Why am I not surprised? Well, to this day, I still cannot trust that it's going to actually rebuild what I ask it to, when I ask it to, with everything it's supposed to be using. Heck, even finding out if it actually rebuilt the file or whether it skipped over it is not that easy (in short: it's output is a messy verbose dump of internal diarrhea).
Now, even if it did rebuild the file in question, it may have done so with the wrong settings. Yay to "config first, then build".
Even worse though, is if it silently omits to add certain flags which you'd expect are included as standard-issue features, and requires you to actually manually add it in in every place where you might use it (*1).... The only way you'll know that has happened? After your code mysteriously keeps failing in bizarre ways, after several hours of debugging.
Gah.
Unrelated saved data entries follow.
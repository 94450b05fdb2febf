mod commands;
mod config;

use clap::{Parser, Subcommand};
use colored::Colorize;
use commands::{
    check, init, paginate, renumber, CheckArgs, InitArgs, PaginateArgs, RenumberArgs,
};

/// Scriptory CLI - paginate and check screenplay documents
#[derive(Parser, Debug)]
#[command(name = "scriptory")]
#[command(author, version, about, long_about = None)]
struct Cli {
    /// Log filter used when RUST_LOG is not set (e.g. "debug", "scriptory_layout=trace")
    #[arg(long, global = true, default_value = "warn")]
    log_level: String,

    #[command(subcommand)]
    command: Command,
}

#[derive(Subcommand, Debug)]
enum Command {
    /// Initialize a new Scriptory project
    Init(InitArgs),

    /// Lay out a document into pages
    Paginate(PaginateArgs),

    /// Report numbering, layout and template problems
    Check(CheckArgs),

    /// Renumber scenes and other numbered blocks
    Renumber(RenumberArgs),
}

async fn run(cli: Cli) -> anyhow::Result<()> {
    let cwd = std::env::current_dir()?.display().to_string();

    match cli.command {
        Command::Init(args) => init(args, &cwd),
        Command::Paginate(args) => paginate(args, &cwd).await,
        Command::Check(args) => check(args, &cwd),
        Command::Renumber(args) => renumber(args, &cwd),
    }
}

#[tokio::main]
async fn main() {
    let cli = Cli::parse();

    tracing_subscriber::fmt()
        .with_env_filter(
            tracing_subscriber::EnvFilter::try_from_default_env()
                .unwrap_or_else(|_| tracing_subscriber::EnvFilter::new(&cli.log_level)),
        )
        .with_writer(std::io::stderr)
        .init();

    if let Err(err) = run(cli).await {
        eprintln!();
        eprintln!("{} {:#}", "Error:".red().bold(), err);
        eprintln!();
        std::process::exit(1);
    }
}
//! # Commands
//!
//! Every change to a document goes through a [`Command`].
//!
//! ## Design Principles
//!
//! 1. **Intent-preserving**: each command is one editing operation a writer
//!    would recognise (type, delete, retype, lock numbering).
//! 2. **Validated**: the tree checks grammar, cycles and ranges before it
//!    mutates, so a failed command leaves the document untouched.
//! 3. **Eager inverses**: applying a command returns the commands that undo
//!    it, captured at the moment of application instead of diffed later.
//!
//! ## Replay
//!
//! Redo replays the *replay form* of a command. For inserts that is a
//! `RestoreBlock` of the handle the insert allocated, so redo brings back the
//! same handle instead of allocating a new one.

use crate::errors::CommandError;
use scriptory_document::{
    runs_char_len, BlockId, BlockSource, DetachedSubtree, Document, LockState, Numbering, Run,
};
use scriptory_templates::{BlockKind, NumberingClass, Template};
use serde::{Deserialize, Serialize};
use std::ops::Range;

#[derive(Debug, Clone, PartialEq, Serialize, Deserialize)]
#[serde(tag = "type", rename_all = "snake_case")]
pub enum Command {
    /// Insert a new block under `parent` at `index`
    InsertBlock {
        parent: BlockId,
        index: usize,
        kind: BlockKind,
        runs: Vec<Run>,
    },

    /// Tombstone a block and its descendants
    DeleteBlock { block: BlockId },

    /// Bring a tombstoned block back
    RestoreBlock {
        block: BlockId,
        parent: BlockId,
        index: usize,
    },

    MoveBlock {
        block: BlockId,
        new_parent: BlockId,
        index: usize,
    },

    /// Replace the chars in `range` with `runs`
    EditText {
        block: BlockId,
        range: Range<usize>,
        runs: Vec<Run>,
    },

    SetKind { block: BlockId, kind: BlockKind },

    /// Assign (or clear) a block's number explicitly
    SetNumber {
        block: BlockId,
        numbering: Option<Numbering>,
    },

    /// Paste a detached subtree with fresh handles
    InsertSubtree {
        parent: BlockId,
        index: usize,
        subtree: DetachedSubtree,
    },

    /// Freeze every current number of a class
    LockNumbering { class: NumberingClass },

    /// Freeze the numbers from `first` to `last` (document order)
    LockRange {
        class: NumberingClass,
        first: BlockId,
        last: BlockId,
    },

    UnlockNumbering { class: NumberingClass },

    /// Put a class back into an earlier lock state (undo of the lock commands)
    RestoreNumbering {
        class: NumberingClass,
        state: LockState,
    },
}

/// Outcome of applying one command
#[derive(Debug, Clone, PartialEq)]
pub struct Applied {
    /// What redo replays
    pub replay: Command,

    /// Commands that undo this one, in the order they must run
    pub inverse: Vec<Command>,

    /// Blocks whose content, kind or position changed
    pub touched: Vec<BlockId>,
}

impl Command {
    pub fn name(&self) -> &'static str {
        match self {
            Command::InsertBlock { .. } => "insert_block",
            Command::DeleteBlock { .. } => "delete_block",
            Command::RestoreBlock { .. } => "restore_block",
            Command::MoveBlock { .. } => "move_block",
            Command::EditText { .. } => "edit_text",
            Command::SetKind { .. } => "set_kind",
            Command::SetNumber { .. } => "set_number",
            Command::InsertSubtree { .. } => "insert_subtree",
            Command::LockNumbering { .. } => "lock_numbering",
            Command::LockRange { .. } => "lock_range",
            Command::UnlockNumbering { .. } => "unlock_numbering",
            Command::RestoreNumbering { .. } => "restore_numbering",
        }
    }

    /// Changes which blocks exist, where they sit or what kind they are
    pub fn is_structural(&self) -> bool {
        matches!(
            self,
            Command::InsertBlock { .. }
                | Command::DeleteBlock { .. }
                | Command::RestoreBlock { .. }
                | Command::MoveBlock { .. }
                | Command::SetKind { .. }
                | Command::InsertSubtree { .. }
        )
    }

    /// Whether numbering must be re-checked after this command
    pub fn affects_numbering(&self) -> bool {
        self.is_structural()
            || matches!(
                self,
                Command::SetNumber { .. }
                    | Command::LockNumbering { .. }
                    | Command::LockRange { .. }
                    | Command::UnlockNumbering { .. }
                    | Command::RestoreNumbering { .. }
            )
    }

    /// Validate without applying.
    ///
    /// Only checks what the tree itself cannot: lock ranges must name two
    /// live numbered blocks in document order.
    pub fn validate(&self, document: &Document, template: &Template) -> Result<(), CommandError> {
        if let Command::LockRange { class, first, last } = self {
            let tree = &document.tree;
            for block in [*first, *last] {
                let kind = tree
                    .get(block)
                    .map(|b| b.kind)
                    .ok_or(scriptory_document::TreeError::NotFound(block))?;
                if template.numbering_class(kind) != Some(*class) {
                    return Err(CommandError::NotNumbered {
                        block,
                        class: *class,
                    });
                }
            }
            let order = tree.document_order();
            let position = |id: BlockId| order.iter().position(|b| *b == id);
            if position(*first) > position(*last) {
                return Err(CommandError::InvertedRange {
                    first: *first,
                    last: *last,
                });
            }
        }
        Ok(())
    }

    /// Apply to the document, returning the inverse captured on the way.
    pub fn apply(&self, document: &mut Document, template: &Template) -> Result<Applied, CommandError> {
        self.validate(document, template)?;
        let tree = &mut document.tree;

        let applied = match self {
            Command::InsertBlock {
                parent,
                index,
                kind,
                runs,
            } => {
                let block = tree.insert_block(*parent, *index, *kind, runs.clone())?;
                inserted(tree, block, *parent, *index)
            }

            Command::InsertSubtree {
                parent,
                index,
                subtree,
            } => {
                let block = tree.import_subtree(*parent, *index, subtree)?;
                inserted(tree, block, *parent, *index)
            }

            Command::DeleteBlock { block } => {
                let placement = tree.delete_block(*block)?;
                Applied {
                    replay: self.clone(),
                    inverse: vec![Command::RestoreBlock {
                        block: *block,
                        parent: placement.parent,
                        index: placement.index,
                    }],
                    touched: vec![*block],
                }
            }

            Command::RestoreBlock {
                block,
                parent,
                index,
            } => {
                tree.restore_block(*block, *parent, *index)?;
                Applied {
                    replay: self.clone(),
                    inverse: vec![Command::DeleteBlock { block: *block }],
                    touched: vec![*block],
                }
            }

            Command::MoveBlock {
                block,
                new_parent,
                index,
            } => {
                let old = tree.move_block(*block, *new_parent, *index)?;
                Applied {
                    replay: self.clone(),
                    inverse: vec![Command::MoveBlock {
                        block: *block,
                        new_parent: old.parent,
                        index: old.index,
                    }],
                    touched: vec![*block],
                }
            }

            Command::EditText { block, range, runs } => {
                let removed = tree.edit_text(*block, range.clone(), runs.clone())?;
                let inserted_len = runs_char_len(runs);
                Applied {
                    replay: self.clone(),
                    inverse: vec![Command::EditText {
                        block: *block,
                        range: range.start..range.start + inserted_len,
                        runs: removed,
                    }],
                    touched: vec![*block],
                }
            }

            Command::SetKind { block, kind } => {
                let numbering = tree.get(*block).and_then(|b| b.numbering.clone());
                let old = tree.set_kind(*block, *kind)?;
                // Retyping clears the number; put it back after the kind
                let mut inverse = vec![Command::SetKind {
                    block: *block,
                    kind: old,
                }];
                if old != *kind && numbering.is_some() {
                    inverse.push(Command::SetNumber {
                        block: *block,
                        numbering,
                    });
                }
                Applied {
                    replay: self.clone(),
                    inverse,
                    touched: vec![*block],
                }
            }

            Command::SetNumber { block, numbering } => {
                let old = tree.set_numbering(*block, numbering.clone())?;
                Applied {
                    replay: self.clone(),
                    inverse: vec![Command::SetNumber {
                        block: *block,
                        numbering: old,
                    }],
                    touched: vec![*block],
                }
            }

            Command::LockNumbering { class } => {
                set_state(document, self, *class, LockState::Locked)
            }

            Command::LockRange { class, first, last } => set_state(
                document,
                self,
                *class,
                LockState::PartiallyLocked {
                    first: *first,
                    last: *last,
                },
            ),

            Command::UnlockNumbering { class } => {
                set_state(document, self, *class, LockState::Unlocked)
            }

            Command::RestoreNumbering { class, state } => set_state(document, self, *class, *state),
        };

        Ok(applied)
    }
}

fn inserted(
    tree: &scriptory_document::BlockTree,
    block: BlockId,
    parent: BlockId,
    requested: usize,
) -> Applied {
    let index = tree
        .position(block)
        .map(|(_, index)| index)
        .unwrap_or(requested);
    Applied {
        replay: Command::RestoreBlock {
            block,
            parent,
            index,
        },
        inverse: vec![Command::DeleteBlock { block }],
        touched: vec![block],
    }
}

fn set_state(document: &mut Document, command: &Command, class: NumberingClass, state: LockState) -> Applied {
    let previous = document.numbering.set(class, state);
    Applied {
        replay: command.clone(),
        inverse: vec![Command::RestoreNumbering {
            class,
            state: previous,
        }],
        touched: Vec::new(),
    }
}

/// Insert text at `offset`, inheriting the format there
pub fn type_text(document: &Document, block: BlockId, offset: usize, text: &str) -> Command {
    let format = document
        .tree
        .get(block)
        .map(|b| scriptory_document::format_at(&b.runs, offset))
        .unwrap_or_default();
    Command::EditText {
        block,
        range: offset..offset,
        runs: vec![Run::new(text, format)],
    }
}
And all that for two little buttons that probably won't be used that much anyway!
</end rant>
(*1 - To be fair, the flag-omitting is probably more of a design choice made in our cmake buildscripts. That said, it's a bloody annoying one if you don't know about it!)
(*2 - It's good to finally get this thing off my desk at last... It's been sitting around, blocked while I've had to work on other stuff, for the past few weeks since Easter....)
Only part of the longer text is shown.